Haller has questions on words said and Arthur’s mental health.



Haller had been waiting.

That was clear, at least, from when Arthur had reentered the suite. The other man had been hovering in that way his friend had been doing for the past month — like a person on edge who wasn't sure which way they'd fall. Arthur could feel his own anxiety pooling in his chest, but that was easy enough to hide with a smile. A nod of greeting. The simple motions of refilling his water bottle were an effective way to mask that he was also putting the power inhibitor back on. He'd been weaning off of it lately for a handful of compelling reasons, but something about his friend's body language indicated he might need it.

Arthur sat down on a nearby bar stool and waited.

The telepath's odd-colored eyes immediately flicked to the inhibitor on Arthur's wrist; sleight-of-hand was irrelevant if you knew it was coming. That was as good an indication as any of how Arthur felt about having this conversation. Jim pressed his fingers against the tension headache starting between his eyes before taking a seat of his own.

"Okay, so . . . first of all, how's your head feeling today?" he asked as he folded his hands across the kitchen island. The question was calm, professional.

This part had become routine. "I made it down to the lobby without losing balance or focus, and nothing was fuzzy. Bouncing forward steadily." Arthur folded his hands in a mirror of Haller's own, his illustration-covered cast thudding softly against the stone. "How about yours?"

Jim pretended not to hear the attempt at deflection — his own little routine with Arthur. "I'm glad it's improving. You seem more lucid overall, too, which is a definite improvement. How's your psychometry? Have any new reads been triggering since your powers came back?"
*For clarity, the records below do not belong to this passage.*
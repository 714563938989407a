//! Applying a [`Mutation`] to an image's config and manifest documents.
//!
//! Both documents are edited as untyped JSON so fields this crate does not
//! model survive the rewrite unchanged.

use jitreg_core::error::{GatewayError, Result};
use jitreg_core::Mutation;
use serde_json::{Map, Value};
use sha2::{Digest, Sha256};

/// Media type written when the base manifest does not declare one.
pub const OCI_MANIFEST_MEDIA_TYPE: &str = "application/vnd.oci.image.manifest.v1+json";

/// `sha256:<hex>` digest of `data`.
pub fn sha256_digest(data: &[u8]) -> String {
    format!("sha256:{}", hex::encode(Sha256::digest(data)))
}

/// Apply labels and environment to an image config blob.
pub fn mutate_config(config: &[u8], mutation: &Mutation) -> Result<Vec<u8>> {
    let mut doc: Value = serde_json::from_slice(config)?;
    let root = doc.as_object_mut().ok_or_else(|| {
        GatewayError::SerializationError("image config is not a JSON object".to_string())
    })?;
    let exec = object_entry(root, "config")?;

    if !mutation.labels.is_empty() {
        let labels = object_entry(exec, "Labels")?;
        for (key, value) in &mutation.labels {
            labels.insert(key.clone(), Value::String(value.clone()));
        }
    }

    if !mutation.env.is_empty() {
        let env = exec.entry("Env").or_insert(Value::Null);
        if env.is_null() {
            *env = Value::Array(Vec::new());
        }
        let env = env.as_array_mut().ok_or_else(|| {
            GatewayError::SerializationError("config.Env is not an array".to_string())
        })?;
        for entry in &mutation.env {
            let key = entry.split('=').next().unwrap_or(entry);
            let prefix = format!("{}=", key);
            env.retain(|existing| !existing.as_str().map_or(false, |s| s.starts_with(&prefix)));
            env.push(Value::String(entry.clone()));
        }
    }

    Ok(serde_json::to_vec(&doc)?)
}

/// Point a manifest at the rewritten config and apply annotations.
pub fn mutate_manifest(
    manifest: &mut Value,
    config_digest: &str,
    config_size: usize,
    mutation: &Mutation,
) -> Result<()> {
    let root = manifest.as_object_mut().ok_or_else(|| {
        GatewayError::SerializationError("manifest is not a JSON object".to_string())
    })?;

    let config = object_entry(root, "config")?;
    config.insert("digest".to_string(), Value::String(config_digest.to_string()));
    config.insert("size".to_string(), Value::from(config_size as u64));

    if !mutation.annotations.is_empty() {
        let annotations = object_entry(root, "annotations")?;
        for (key, value) in &mutation.annotations {
            annotations.insert(key.clone(), Value::String(value.clone()));
        }
    }

    let declared = root
        .get("mediaType")
        .and_then(Value::as_str)
        .map_or(false, |s| !s.is_empty());
    if !declared {
        root.insert(
            "mediaType".to_string(),
            Value::String(OCI_MANIFEST_MEDIA_TYPE.to_string()),
        );
    }

    Ok(())
}

/// Get `map[key]` as an object, creating it when missing or null.
fn object_entry<'a>(
    map: &'a mut Map<String, Value>,
    key: &str,
) -> Result<&'a mut Map<String, Value>> {
    let slot = map
        .entry(key.to_string())
        .or_insert_with(|| Value::Object(Map::new()));
    if slot.is_null() {
        *slot = Value::Object(Map::new());
    }
    slot.as_object_mut().ok_or_else(|| {
        GatewayError::SerializationError(format!("'{}' is not a JSON object", key))
    })
}
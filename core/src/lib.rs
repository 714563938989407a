//! jitreg Core - Foundational Types
//!
//! Errors, configuration records, match-mutate rules and gateway events
//! shared by the jitreg runtime and server crates.

pub mod config;
pub mod digest;
pub mod error;
pub mod event;
pub mod rule;

// Re-export commonly used types
pub use config::{GatewayConfig, ImageResource, ImageSpec, ObjectMeta};
pub use digest::is_digest;
pub use error::{GatewayError, Result};
pub use event::{EventEmitter, GatewayEvent};
pub use rule::{Mutation, Rule, RuleSet};

/// jitreg version
pub const VERSION: &str = env!("CARGO_PKG_VERSION");
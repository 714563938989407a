//! Request path routing for the OCI Distribution pull API.
//!
//! `/v2/<repository...>/<kind>/<value>`: everything between the `/v2/`
//! prefix and the final two segments is the repository, so repository
//! names may contain slashes.

use hyper::Method;
use jitreg_core::is_digest;

/// API prefix every request path must start with.
pub const API_PREFIX: &str = "/v2/";

/// Maximum tag length in the OCI tag grammar.
const MAX_TAG_LEN: usize = 128;

/// How a manifest is addressed.
#[derive(Debug, Clone, PartialEq, Eq)]
pub enum ManifestRef {
    Tag(String),
    Digest(String),
}

/// A routed request.
#[derive(Debug, Clone, PartialEq, Eq)]
pub enum Route {
    /// `/v2/` liveness check
    Ping,
    Blob {
        repository: String,
        digest: String,
    },
    Manifest {
        repository: String,
        reference: ManifestRef,
    },
}

#[derive(Debug, Clone, Copy, PartialEq, Eq)]
pub enum RouteError {
    MethodNotAllowed,
    NotFound,
}

/// Route a request by method and path.
pub fn route(method: &Method, path: &str) -> Result<Route, RouteError> {
    if method != Method::GET && method != Method::HEAD {
        return Err(RouteError::MethodNotAllowed);
    }
    if !path.starts_with(API_PREFIX) {
        return Err(RouteError::NotFound);
    }
    if path == API_PREFIX {
        return Ok(Route::Ping);
    }

    let parts: Vec<&str> = path.split('/').collect();
    if parts.len() < 4 {
        return Err(RouteError::NotFound);
    }

    let repository = parts[2..parts.len() - 2].join("/");
    if !is_repository(&repository) {
        return Err(RouteError::NotFound);
    }

    let kind = parts[parts.len() - 2];
    let value = parts[parts.len() - 1];
    match kind {
        "blobs" if is_digest(value) => Ok(Route::Blob {
            repository,
            digest: value.to_string(),
        }),
        "manifests" if is_digest(value) => Ok(Route::Manifest {
            repository,
            reference: ManifestRef::Digest(value.to_string()),
        }),
        "manifests" if is_tag(value) => Ok(Route::Manifest {
            repository,
            reference: ManifestRef::Tag(value.to_string()),
        }),
        _ => Err(RouteError::NotFound),
    }
}

/// Slash-separated components, each starting with an alphanumeric.
fn is_repository(repository: &str) -> bool {
    !repository.is_empty()
        && repository.split('/').all(|component| {
            let mut chars = component.chars();
            matches!(chars.next(), Some(c) if c.is_ascii_alphanumeric())
                && chars.all(|c| c.is_ascii_alphanumeric() || matches!(c, '.' | '_' | '-'))
        })
}

fn is_tag(tag: &str) -> bool {
    let mut chars = tag.chars();
    tag.len() <= MAX_TAG_LEN
        && matches!(chars.next(), Some(c) if c.is_ascii_alphanumeric() || c == '_')
        && chars.all(|c| c.is_ascii_alphanumeric() || matches!(c, '.' | '_' | '-'))
}
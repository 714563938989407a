//! jitreg - just-in-time OCI registry gateway binary.
//!
//! Serves the OCI Distribution pull API and derives each requested image
//! from an upstream base image the first time it is pulled.

use std::net::SocketAddr;
use std::path::PathBuf;
use std::sync::Arc;

use clap::Parser;
use tracing_subscriber::EnvFilter;

use jitreg_core::event::log_events;
use jitreg_core::{EventEmitter, GatewayConfig, RuleSet};
use jitreg_runtime::{DirectoryRuleSource, DiskImageStore, DynamicRules, RegistryAuth, RuleSource};
use jitreg_server::{Gateway, GatewayServer};

/// jitreg registry gateway
#[derive(Parser, Debug)]
#[command(name = "jitreg", version, about = "Just-in-time OCI registry gateway")]
struct Args {
    /// Address to serve the registry API on.
    #[arg(long, env = "JITREG_LISTEN", default_value = "0.0.0.0:8888")]
    listen: SocketAddr,

    /// Directory holding built manifests and blobs.
    #[arg(long, env = "JITREG_CACHE_DIR", default_value = "~/.jitreg/cache")]
    cache_dir: String,

    /// YAML file with static image rules.
    #[arg(long, env = "JITREG_CONFIG")]
    config: Option<PathBuf>,

    /// Directory of Image objects watched for dynamic rules.
    #[arg(long, env = "JITREG_RULES_DIR")]
    rules_dir: Option<PathBuf>,
}

#[tokio::main]
async fn main() -> Result<(), Box<dyn std::error::Error>> {
    // Initialize tracing
    tracing_subscriber::fmt()
        .with_env_filter(
            EnvFilter::try_from_default_env().unwrap_or_else(|_| EnvFilter::new("info")),
        )
        .init();

    let args = Args::parse();

    // Resolve cache directory (expand ~)
    let cache_dir = if args.cache_dir.starts_with('~') {
        let home = dirs::home_dir().unwrap_or_else(|| PathBuf::from("."));
        home.join(args.cache_dir.strip_prefix("~/").unwrap_or(&args.cache_dir))
    } else {
        PathBuf::from(&args.cache_dir)
    };

    tracing::info!(
        listen = %args.listen,
        cache_dir = %cache_dir.display(),
        config = ?args.config,
        rules_dir = ?args.rules_dir,
        "Starting jitreg"
    );

    let config = match &args.config {
        Some(path) => GatewayConfig::load(path)?,
        None => GatewayConfig::default(),
    };
    let statics = RuleSet::from_specs(&config.images)?;
    tracing::info!(rules = statics.len(), "Loaded static rules");

    let source: Option<Arc<dyn RuleSource>> = match &args.rules_dir {
        Some(dir) => Some(Arc::new(DirectoryRuleSource::open(dir)?)),
        None => None,
    };

    let events = EventEmitter::default();
    tokio::spawn(log_events(events.subscribe()));
    let rules = Arc::new(DynamicRules::new(statics, source, events.clone()));

    let store = Arc::new(
        DiskImageStore::new(&cache_dir, RegistryAuth::from_env())
            .map_err(|e| format!("Failed to initialize image store: {}", e))?,
    );

    let gateway = Arc::new(Gateway::new(store, rules, events));
    let server = GatewayServer::new(args.listen, gateway).start()?;

    server
        .run_until(async {
            if let Err(e) = tokio::signal::ctrl_c().await {
                tracing::error!(error = %e, "Failed to listen for shutdown signal");
            }
        })
        .await?;

    Ok(())
}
"Nothing unexpected." It wasn't a full answer, but this is how the dance went. Arthur hadn't tried to read anything since that first time. He'd been trying to keep as far away from that of part of himself as possible. "And no, not the other thing either. My name is Arthur Centino, it is Wednesday, and I’m okay."

"Okay, well, now that you're doing better we should talk about what you did read out there. I don't mean a debrief; I mean it was clearly having a pretty significant emotional effect on you, so we should really . . ."

Jim slowed, then stopped.

"Ah," was Arthur's first response, followed by a broken, "I’ve found that a positive attitu —"

He didn't slow, but he did stop. His posture stiffened. "Jim?"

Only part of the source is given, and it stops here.